Петер всё чаще стал подмечать за собой смутную тревогу, так и не разгаданное предчувствие напополам с неотвязным предвосхищением мерзкой обособленности, граничащей с одиночеством. Лишь много позже он понял, что сбежавший пёс унёс в пасти хорошую удачу их рода.

      29 ноября Петеру исполнилось семь. В подарок на день рождения дедушка сладил ему настоящие лыжи. Теперь Петер мог без страха расширять географию своих зимних путешествий. Чем он и не преминул воспользоваться, как только для того представилась подходящая возможность.

      Непривычно яркий после застоявшегося полумрака комнаты солнечный свет на мгновение ослепил Петера.
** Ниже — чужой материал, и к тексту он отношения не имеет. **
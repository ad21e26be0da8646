//! Browser Bindings
//!
//! web-sys implementations of the core frame traits, plus the window
//! `message` subscription.

use serde_json::Value;
use tokenize_core::messenger::ANY_ORIGIN;
use tokenize_core::{FrameAccessError, FrameDocument, InboundMessage, Messenger, OutboundMessage, TokenizeError};
use wasm_bindgen::{closure::Closure, JsCast, JsValue};
use web_sys::{HtmlIFrameElement, MessageEvent, Window};

fn describe(value: &JsValue) -> String {
    value.as_string().unwrap_or_else(|| format!("{value:?}"))
}

/// Posts to the payment frame's window
pub struct WindowMessenger {
    frame: Option<HtmlIFrameElement>,
}

impl WindowMessenger {
    pub fn new(frame: Option<HtmlIFrameElement>) -> Self {
        Self { frame }
    }
}

impl Messenger for WindowMessenger {
    fn send(&self, message: &OutboundMessage) -> tokenize_core::Result<()> {
        let target = self
            .frame
            .as_ref()
            .and_then(HtmlIFrameElement::content_window)
            .ok_or_else(|| TokenizeError::Messaging("payment frame has no window".into()))?;

        let json = serde_json::to_string(message)?;
        let payload = js_sys::JSON::parse(&json).map_err(|e| TokenizeError::Messaging(describe(&e)))?;

        // The gateway origin is not known to the page
        target
            .post_message(&payload, ANY_ORIGIN)
            .map_err(|e| TokenizeError::Messaging(describe(&e)))
    }
}

/// Direct DOM access to the payment frame's document
pub struct IframeDocument {
    frame: Option<HtmlIFrameElement>,
}

impl IframeDocument {
    pub fn new(frame: Option<HtmlIFrameElement>) -> Self {
        Self { frame }
    }
}

impl FrameDocument for IframeDocument {
    fn inject_style(&self, css: &str) -> Result<(), FrameAccessError> {
        let frame = self.frame.as_ref().ok_or(FrameAccessError::NotLoaded)?;
        // null for cross-origin documents
        let document = frame.content_document().ok_or(FrameAccessError::CrossOrigin)?;
        let head = document
            .head()
            .ok_or_else(|| FrameAccessError::Dom("frame document has no head".into()))?;

        let style = document
            .create_element("style")
            .map_err(|e| FrameAccessError::Dom(describe(&e)))?;
        style.set_text_content(Some(css));
        head.append_child(&style)
            .map_err(|e| FrameAccessError::Dom(describe(&e)))?;
        Ok(())
    }
}

/// Window `message` listener, removed on drop
pub struct MessageSubscription {
    window: Window,
    callback: Closure<dyn FnMut(MessageEvent)>,
}

impl MessageSubscription {
    pub fn listen(mut handler: impl FnMut(InboundMessage) + 'static) -> Option<Self> {
        let window = web_sys::window()?;
        let callback = Closure::<dyn FnMut(MessageEvent)>::new(move |event: MessageEvent| {
            if let Some(data) = to_json(&event.data()) {
                handler(InboundMessage::new(event.origin(), data));
            }
        });

        if let Err(e) = window.add_event_listener_with_callback("message", callback.as_ref().unchecked_ref()) {
            tracing::warn!(error = %describe(&e), "Could not subscribe to frame messages");
            return None;
        }
        Some(Self { window, callback })
    }
}

impl Drop for MessageSubscription {
    fn drop(&mut self) {
        let _ = self
            .window
            .remove_event_listener_with_callback("message", self.callback.as_ref().unchecked_ref());
    }
}

/// Structured-clone data to JSON; non-JSON payloads are dropped
fn to_json(data: &JsValue) -> Option<Value> {
    let text = js_sys::JSON::stringify(data).ok()?.as_string()?;
    serde_json::from_str(&text).ok()
}
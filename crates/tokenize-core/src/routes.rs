//! Navigation Targets
//!
//! Pages hand order and error state to each other through the URL. Path
//! segments win over query parameters.

use chrono::{DateTime, Utc};
use url::form_urlencoded;

/// Routable pages
#[derive(Clone, Debug, PartialEq, Eq)]
pub enum AppRoute {
    Home,
    PaymentTest { order_id: Option<String> },
    OrderDetails { order_id: Option<String>, card_last4: Option<String> },
    PaymentFailed { error_code: Option<String>, order_id: Option<String> },
    NotFound,
}

impl AppRoute {
    /// Parse a path with optional query string
    pub fn parse(path_and_query: &str) -> Self {
        let (path, query) = path_and_query
            .split_once('?')
            .unwrap_or((path_and_query, ""));
        let query_param = |key: &str| {
            form_urlencoded::parse(query.as_bytes())
                .find(|(k, _)| k == key)
                .map(|(_, v)| v.into_owned())
                .filter(|v| !v.is_empty())
        };

        let segments: Vec<&str> = path.split('/').filter(|s| !s.is_empty()).collect();
        let segment = |i: usize| segments.get(i).map(|s| (*s).to_string());

        match segments.first().copied() {
            None => AppRoute::Home,
            Some("payment-test") if segments.len() == 1 => AppRoute::PaymentTest {
                order_id: query_param("orderId"),
            },
            Some("order-details") if segments.len() <= 2 => AppRoute::OrderDetails {
                order_id: segment(1).or_else(|| query_param("orderId")),
                card_last4: query_param("cardLast4"),
            },
            Some("payment-failed") if segments.len() <= 3 => AppRoute::PaymentFailed {
                error_code: segment(1).or_else(|| query_param("error")),
                order_id: segment(2).or_else(|| query_param("orderId")),
            },
            _ => AppRoute::NotFound,
        }
    }

    /// Canonical path for this route
    pub fn to_path(&self) -> String {
        match self {
            AppRoute::Home => "/".into(),
            AppRoute::PaymentTest { order_id: None } => "/payment-test".into(),
            AppRoute::PaymentTest { order_id: Some(id) } => {
                format!("/payment-test?orderId={}", encode(id))
            }
            AppRoute::OrderDetails { order_id, card_last4 } => {
                let mut path = match order_id {
                    Some(id) => format!("/order-details/{}", encode(id)),
                    None => "/order-details".into(),
                };
                if let Some(last4) = card_last4 {
                    path.push_str(&format!("?cardLast4={}", encode(last4)));
                }
                path
            }
            AppRoute::PaymentFailed { error_code, order_id } => match (error_code, order_id) {
                (Some(code), Some(id)) => format!("/payment-failed/{}/{}", encode(code), encode(id)),
                (Some(code), None) => format!("/payment-failed/{}", encode(code)),
                (None, Some(id)) => format!("/payment-failed?orderId={}", encode(id)),
                (None, None) => "/payment-failed".into(),
            },
            AppRoute::NotFound => "/404".into(),
        }
    }
}

fn encode(value: &str) -> String {
    form_urlencoded::byte_serialize(value.as_bytes()).collect()
}

/// Link back into the payment page, reusing the order id
pub fn retry_path(order_id: Option<&str>) -> String {
    AppRoute::PaymentTest {
        order_id: order_id.map(str::to_string),
    }
    .to_path()
}

/// Explanation for a gateway failure code
pub fn failure_message(error_code: Option<&str>) -> &'static str {
    match error_code {
        Some("01") => "Insufficient funds. Please check your account balance.",
        Some("02") => "Card declined by issuer. Please try a different card.",
        Some("03") => "Invalid card details. Please check your card information.",
        Some("04") => "Card expired. Please use a valid card.",
        Some("05") => "Transaction limit exceeded. Please contact your bank.",
        Some("06") => "Network error. Please try again in a few moments.",
        Some("07") => "Card blocked. Please contact your bank.",
        Some("08") => "Invalid CVV. Please check your card security code.",
        _ => "An unexpected error occurred during payment processing. Please try again or contact support.",
    }
}

/// Order id for a details page reached without one: `ORD-YYYYMMDD-NNNN`
pub fn generate_order_id(now: DateTime<Utc>) -> String {
    let suffix = uuid::Uuid::new_v4().as_u128() % 9000 + 1000;
    format!("ORD-{}-{}", now.format("%Y%m%d"), suffix)
}
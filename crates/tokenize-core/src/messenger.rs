//! Cross-Origin Messenger
//!
//! Outbound half of the cross-document channel. The inbound half is a
//! host-window subscription owned by the front-end; every inbound message is
//! handed to [`crate::TokenizationController::handle_message`] unfiltered.

use crate::error::Result;
use crate::message::OutboundMessage;

/// Target origin used for every post; the embedded origin is not known up front
pub const ANY_ORIGIN: &str = "*";

/// Posts structured messages into the embedded frame
///
/// Fire-and-forget: an `Ok` only means the message was handed to the
/// browser, not that the frame received it.
pub trait Messenger {
    fn send(&self, message: &OutboundMessage) -> Result<()>;
}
Здесь, на пороге проходила граница между мирами. Именно здесь продолжались тени прошлого.

      Мать Петера звали Солья. У неё были нежные руки и глаза цвета ясного утреннего неба. Петер ни у кого больше не видел таких волшебных глаз, как у матери. И, быть может, именно по этой причине всматривался он сейчас в бессловесный купол над головою, угадывая волшебство, уснувшее навеки.

      А снега всё не было. Петер разглядывал осеннее небо: вот-вот, сейчас, соберутся тучи, дохнёт мертвенным холодом северный ветер, и снег засыплет всю округу – безучастность белого, в некотором роде, абсолютное отсутствие человека. Возвращение. Где-то на тропинках чуждой памяти затерялись слова этой реальности с множественными её шагами, которых не счесть. Всё остальное – только ветер и снег. И небо над ними. И возможные, едва заметные на фоне бездонной синевы точки ворон, продолжающих допустимое пространство жизни. Но – ничего кроме. Ни понурых, вытянувшихся в линию силуэтов, ни навязчивой звучности движений человеческого тела, ни этой дороги, ни кладбища.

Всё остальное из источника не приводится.